» Activity
Every line holding the string "Parser" is to be copied from the entries below.

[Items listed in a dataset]
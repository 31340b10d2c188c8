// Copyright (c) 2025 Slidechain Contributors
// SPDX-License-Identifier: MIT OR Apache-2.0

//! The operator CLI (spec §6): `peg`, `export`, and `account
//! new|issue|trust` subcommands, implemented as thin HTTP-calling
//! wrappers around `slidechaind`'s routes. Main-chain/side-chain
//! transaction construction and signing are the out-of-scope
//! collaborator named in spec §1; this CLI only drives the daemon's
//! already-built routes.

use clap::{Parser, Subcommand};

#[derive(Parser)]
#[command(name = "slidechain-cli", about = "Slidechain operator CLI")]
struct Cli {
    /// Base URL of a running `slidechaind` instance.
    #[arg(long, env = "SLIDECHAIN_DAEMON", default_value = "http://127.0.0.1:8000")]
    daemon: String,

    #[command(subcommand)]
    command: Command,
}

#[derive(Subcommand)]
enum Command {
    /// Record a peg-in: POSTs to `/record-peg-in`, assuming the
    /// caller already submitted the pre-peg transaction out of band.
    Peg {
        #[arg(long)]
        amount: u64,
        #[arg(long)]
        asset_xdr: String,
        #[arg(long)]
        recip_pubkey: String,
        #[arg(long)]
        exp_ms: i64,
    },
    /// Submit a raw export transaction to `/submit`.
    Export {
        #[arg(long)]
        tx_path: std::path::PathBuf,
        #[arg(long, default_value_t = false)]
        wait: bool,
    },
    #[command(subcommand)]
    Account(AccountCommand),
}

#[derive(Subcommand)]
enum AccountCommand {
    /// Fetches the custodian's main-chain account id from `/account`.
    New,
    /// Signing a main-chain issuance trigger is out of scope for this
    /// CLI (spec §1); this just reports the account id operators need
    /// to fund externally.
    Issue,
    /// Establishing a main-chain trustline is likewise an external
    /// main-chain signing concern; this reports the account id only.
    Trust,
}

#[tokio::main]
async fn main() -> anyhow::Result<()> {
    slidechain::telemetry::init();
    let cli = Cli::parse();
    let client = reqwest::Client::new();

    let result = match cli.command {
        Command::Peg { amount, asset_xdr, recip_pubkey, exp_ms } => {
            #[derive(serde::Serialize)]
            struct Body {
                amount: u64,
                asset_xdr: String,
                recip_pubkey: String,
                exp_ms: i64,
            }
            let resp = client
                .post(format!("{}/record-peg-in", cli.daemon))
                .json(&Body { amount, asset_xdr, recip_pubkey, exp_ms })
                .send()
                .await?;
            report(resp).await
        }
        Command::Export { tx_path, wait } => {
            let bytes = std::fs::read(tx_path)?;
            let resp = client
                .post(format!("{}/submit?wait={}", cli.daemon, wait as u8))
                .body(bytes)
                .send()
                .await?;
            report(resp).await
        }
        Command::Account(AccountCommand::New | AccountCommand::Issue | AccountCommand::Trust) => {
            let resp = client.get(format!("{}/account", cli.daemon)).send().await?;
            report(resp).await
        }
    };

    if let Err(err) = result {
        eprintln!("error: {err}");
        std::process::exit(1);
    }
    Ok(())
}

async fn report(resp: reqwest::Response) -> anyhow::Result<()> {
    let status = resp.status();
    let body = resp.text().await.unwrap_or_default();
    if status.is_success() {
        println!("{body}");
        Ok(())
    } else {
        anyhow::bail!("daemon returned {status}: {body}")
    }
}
--
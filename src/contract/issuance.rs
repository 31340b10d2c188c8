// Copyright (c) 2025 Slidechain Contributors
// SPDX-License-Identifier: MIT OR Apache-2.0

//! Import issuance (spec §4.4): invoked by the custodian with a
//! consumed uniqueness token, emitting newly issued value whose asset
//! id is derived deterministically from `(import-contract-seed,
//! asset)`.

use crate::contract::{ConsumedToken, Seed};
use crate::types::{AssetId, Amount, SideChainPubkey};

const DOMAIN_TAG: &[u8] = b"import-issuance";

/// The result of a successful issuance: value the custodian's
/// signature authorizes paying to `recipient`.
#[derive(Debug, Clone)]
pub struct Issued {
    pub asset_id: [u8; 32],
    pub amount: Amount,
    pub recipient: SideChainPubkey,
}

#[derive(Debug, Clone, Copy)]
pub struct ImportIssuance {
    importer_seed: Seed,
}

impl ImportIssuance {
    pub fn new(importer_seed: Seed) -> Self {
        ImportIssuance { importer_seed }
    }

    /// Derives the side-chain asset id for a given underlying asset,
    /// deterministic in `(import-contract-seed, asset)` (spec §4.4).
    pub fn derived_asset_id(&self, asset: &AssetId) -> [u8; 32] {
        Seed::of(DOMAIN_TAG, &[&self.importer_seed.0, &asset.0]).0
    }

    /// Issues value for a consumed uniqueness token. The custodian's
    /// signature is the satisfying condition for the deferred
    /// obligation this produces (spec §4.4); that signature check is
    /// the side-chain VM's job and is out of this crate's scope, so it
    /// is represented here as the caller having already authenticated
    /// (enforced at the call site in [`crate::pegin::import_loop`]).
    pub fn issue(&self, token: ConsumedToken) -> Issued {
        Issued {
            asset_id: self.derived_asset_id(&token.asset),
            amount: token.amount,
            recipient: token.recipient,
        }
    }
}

» Solution
use clap::{Parser, Subcommand};
#[derive(Parser)]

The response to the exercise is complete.